> [What the task asks]: Nothing but the lines holding the string "last" should appear in the answer. Copy them from the entries.

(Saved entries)
┄┄┄┄┄┄
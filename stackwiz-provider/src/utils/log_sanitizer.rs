//! Log sanitization utilities
//!
//! Response bodies and API tokens pass through here before they reach a log line.

/// Maximum number of bytes of a payload included in log output.
const TRUNCATE_LIMIT: usize = 256;

/// Number of characters kept at each end of a masked secret.
const MASK_VISIBLE: usize = 4;

/// Truncate a payload for logging.
///
/// Payloads within the limit are returned unchanged; longer ones are cut on a character
/// boundary and suffixed with the total length.
pub fn truncate_for_log(s: &str) -> String {
    if s.len() <= TRUNCATE_LIMIT {
        return s.to_string();
    }

    let cut = s
        .char_indices()
        .map(|(i, _)| i)
        .take_while(|&i| i <= TRUNCATE_LIMIT)
        .last()
        .unwrap_or(0);

    format!("{}... [truncated, total {} bytes]", &s[..cut], s.len())
}

/// Mask a secret so only its first and last few characters remain visible.
///
/// Secrets too short to keep anything meaningful hidden are fully masked.
pub fn mask_secret(secret: &str) -> String {
    let chars: Vec<char> = secret.chars().collect();
    if chars.len() <= MASK_VISIBLE * 3 {
        return "***".to_string();
    }

    let head: String = chars[..MASK_VISIBLE].iter().collect();
    let tail: String = chars[chars.len() - MASK_VISIBLE..].iter().collect();
    format!("{head}***{tail}")
}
┄┄┄┄┄┄
> [Expected output]:
        .last()
/// Mask a secret so only its first and last few characters remain visible.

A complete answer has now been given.